In the coming weeks, we’ll let you know about opportunities to ask questions, get answers, and hear from your bargaining team. They – and a dedicated cadre of Vermont-NEA staffers – worked for nearly a year to ensure that your healthcare remains available, affordable, and comprehensive.
Duration
Effective for all covered employees from January 1, 2023 through December 31, 2025.
Eligibility
All school employees who work at least 17.5 hours a week are eligible for all tiers of coverage. Non-full-time employees will receive a prorated premium payment from school boards. This is unchanged from the current arrangement.
Employment Status
Full-time status for all public-school employees to be bargained locally. This is unchanged from the current arrangement.
Premium Contributions
For the entire duration of the new healthcare agreement, teachers and licensed employees will pay 20 percent of premiums for VEHI Gold CDHP and VEHI Silver CDHP, with school boards paying 80 percent. For employees choosing VEHI Gold or Platinum Plans, boards will pay the equivalent of 80 percent of the premium for Gold CDHP; employees will pay the remainder. This is unchanged from the current premium split.

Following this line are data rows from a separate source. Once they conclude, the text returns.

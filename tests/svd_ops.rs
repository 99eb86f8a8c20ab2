//! Integration tests for the one-sided Jacobi SVD

mod common;

use common::{assert_allclose_f64, assert_matrix_allclose, random_matrix};
use numla::linalg::svd_decompose;
use numla::matrix::Matrix;
use rand::rngs::StdRng;
use rand::SeedableRng;

fn assert_orthonormal_columns(q: &Matrix<f64>, atol: f64) {
    let gram = q.transpose().matmul(q).unwrap();
    let eye = Matrix::<f64>::identity(q.cols());
    assert_matrix_allclose(&gram, &eye, atol, "orthonormality");
}

#[test]
fn test_svd_known_singular_values() {
    // diag(3, -2): singular values are the absolute eigenvalues
    let a = Matrix::from_vec(vec![3.0, 0.0, 0.0, -2.0], 2, 2).unwrap();
    let svd = svd_decompose(&a).unwrap();
    assert_allclose_f64(&svd.s, &[3.0, 2.0], 1e-10, 1e-10, "singular values");
    assert_matrix_allclose(&svd.reconstruct().unwrap(), &a, 1e-10, "rebuild");
}

#[test]
fn test_svd_rank_one() {
    // [[1,2],[2,4]] = [1,2]ᵀ·[1,2]; σ₁ equals the Frobenius norm, σ₂ = 0
    let a = Matrix::from_vec(vec![1.0, 2.0, 2.0, 4.0], 2, 2).unwrap();
    let svd = svd_decompose(&a).unwrap();
    assert!((svd.s[0] - 5.0).abs() < 1e-10);
    assert!(svd.s[1].abs() < 1e-10);
}

#[test]
fn test_svd_reconstruction_random() {
    let mut rng = StdRng::seed_from_u64(271828);
    for &(m, n) in &[(1, 1), (4, 4), (6, 3), (3, 6), (8, 5), (2, 9)] {
        let a = random_matrix(m, n, &mut rng);
        let svd = svd_decompose(&a).unwrap();

        let k = m.min(n);
        assert_eq!(svd.u.shape(), (m, k));
        assert_eq!(svd.s.len(), k);
        assert_eq!(svd.vt.shape(), (k, n));

        assert_matrix_allclose(&svd.reconstruct().unwrap(), &a, 1e-8, "U·S·Vᵀ vs A");
    }
}

#[test]
fn test_svd_factors_orthonormal() {
    let mut rng = StdRng::seed_from_u64(161803);
    let a = random_matrix(7, 4, &mut rng);
    let svd = svd_decompose(&a).unwrap();
    assert_orthonormal_columns(&svd.u, 1e-9);
    assert_orthonormal_columns(&svd.vt.transpose(), 1e-9);
}

#[test]
fn test_svd_values_sorted_non_negative() {
    let mut rng = StdRng::seed_from_u64(42);
    let a = random_matrix(6, 6, &mut rng);
    let svd = svd_decompose(&a).unwrap();
    for pair in svd.s.windows(2) {
        assert!(pair[0] >= pair[1]);
    }
    for &sigma in &svd.s {
        assert!(sigma >= 0.0);
    }
}

#[test]
fn test_svd_wide_matches_tall_transpose() {
    // The transpose trick must give the same spectrum either way
    let mut rng = StdRng::seed_from_u64(9000);
    let a = random_matrix(5, 3, &mut rng);
    let tall = svd_decompose(&a).unwrap();
    let wide = svd_decompose(&a.transpose()).unwrap();
    assert_allclose_f64(&tall.s, &wide.s, 1e-9, 1e-9, "spectra");
}

#[test]
fn test_svd_rejects_empty() {
    assert!(svd_decompose(&Matrix::<f64>::zeros(0, 3)).is_err());
}
//! Decomposition result types for linear algebra operations
//!
//! This module contains the result structures returned by matrix
//! decompositions: Cholesky, fully pivoted LU, QR, and SVD. Accessor and
//! reconstruction methods live next to the algorithm that produces each
//! result.

use crate::matrix::Matrix;

/// Hermitian Cholesky decomposition result: A = L·Lᴴ
///
/// Only valid for Hermitian positive-definite matrices. `L` is lower
/// triangular; its diagonal entries are real and non-negative, and every
/// entry above the diagonal is exactly zero.
#[derive(Debug, Clone, PartialEq)]
pub struct CholeskyDecomposition<T> {
    /// Lower triangular factor L such that A = L @ Lᴴ
    pub l: Matrix<T>,
}

/// Fully pivoted LU decomposition result: P·A·Q = L·U
///
/// L is lower triangular with unit diagonal, U is upper triangular.
/// P and Q are permutation matrices, stored as index vectors.
#[derive(Debug, Clone, PartialEq)]
pub struct FullPivLuDecomposition {
    /// Lower triangular factor L (strict lower part, unit diagonal implied)
    /// and upper triangular factor U (upper part including diagonal),
    /// stored together in a single m×n matrix for memory efficiency.
    pub lu: Matrix<f64>,

    /// Row permutation: row `i` of P·A·Q is row `row_perm[i]` of A
    pub row_perm: Vec<usize>,

    /// Column permutation: column `j` of P·A·Q is column `col_perm[j]` of A
    pub col_perm: Vec<usize>,

    /// Number of pivots above the zero-pivot threshold; equals the
    /// numerical rank of A
    pub rank: usize,
}

/// QR decomposition result: A = Q·R
///
/// Q has orthonormal columns (QᵀQ = I), R is upper triangular.
#[derive(Debug, Clone, PartialEq)]
pub struct QrDecomposition {
    /// Orthogonal matrix Q, m×m (full) or m×k with k = min(m, n) (thin)
    pub q: Matrix<f64>,

    /// Upper triangular matrix R, m×n (full) or k×n (thin)
    pub r: Matrix<f64>,
}

/// Singular Value Decomposition result: A = U @ diag(S) @ Vᵀ
#[derive(Debug, Clone, PartialEq)]
pub struct SvdDecomposition {
    /// Left singular vectors U, m×k where k = min(m, n)
    pub u: Matrix<f64>,

    /// Singular values, length k, sorted in descending order
    pub s: Vec<f64>,

    /// Right singular vectors Vᵀ, k×n
    pub vt: Matrix<f64>,
}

Support staff who do not already pay 20 percent of their premiums will be subject to a 1 percentage point increase each year. This is less than the 2 percent increase that will go into effect under the current plan on January 1, 2020. If support staff are already at 20 percent when the new agreement starts on January 1, 2023, there will be no hikes in premium splits for the duration of the agreement. These are smaller increases than what current terms require for this coming year.
Pro-rata contributions for less-than-full-time employees will be determined locally. Regardless of prorated premium sharing, out-of-pocket expenses will remain the same for all tiers and all plans. This is unchanged from the current arrangement.
Tiers of Coverage
All employees will be eligible for all tiers of coverage. This is unchanged from the current arrangement.
Out-of-Pocket Expenses
The maximum a teacher or other licensed employee will have to pay toward out-of-pocket expenses will be $600 for single coverage and $1,000 for all other tiers. These amounts only apply after school boards pay $1,900 for single coverage and $4,000 for all other tiers. This is a slight increase from the current arrangement.
The maximum an ESP or other non-licensed employee will have to pay toward out-of-pocket expenses will be $300 for single coverage and $600 for all other tiers. These amounts only apply after school boards pay $2,200 for single coverage and $4,400 for all other tiers. This is unchanged from the current arrangement.
Grievance Process
A grievance can be filed by the local association or school board to the Commission on Public School Employee Health Benefits. This commission has an equal number of representatives from unions and school boards. The commission then hears the grievance; if no majority is found, the matter heads to arbitration. This is a change from the current arrangement.
Cash-in-lieu of Insurance
The provision of payments to employees who obtain health insurance from sources other than a school district will continue to be governed by the local bargaining process. This is unchanged from the current arrangement.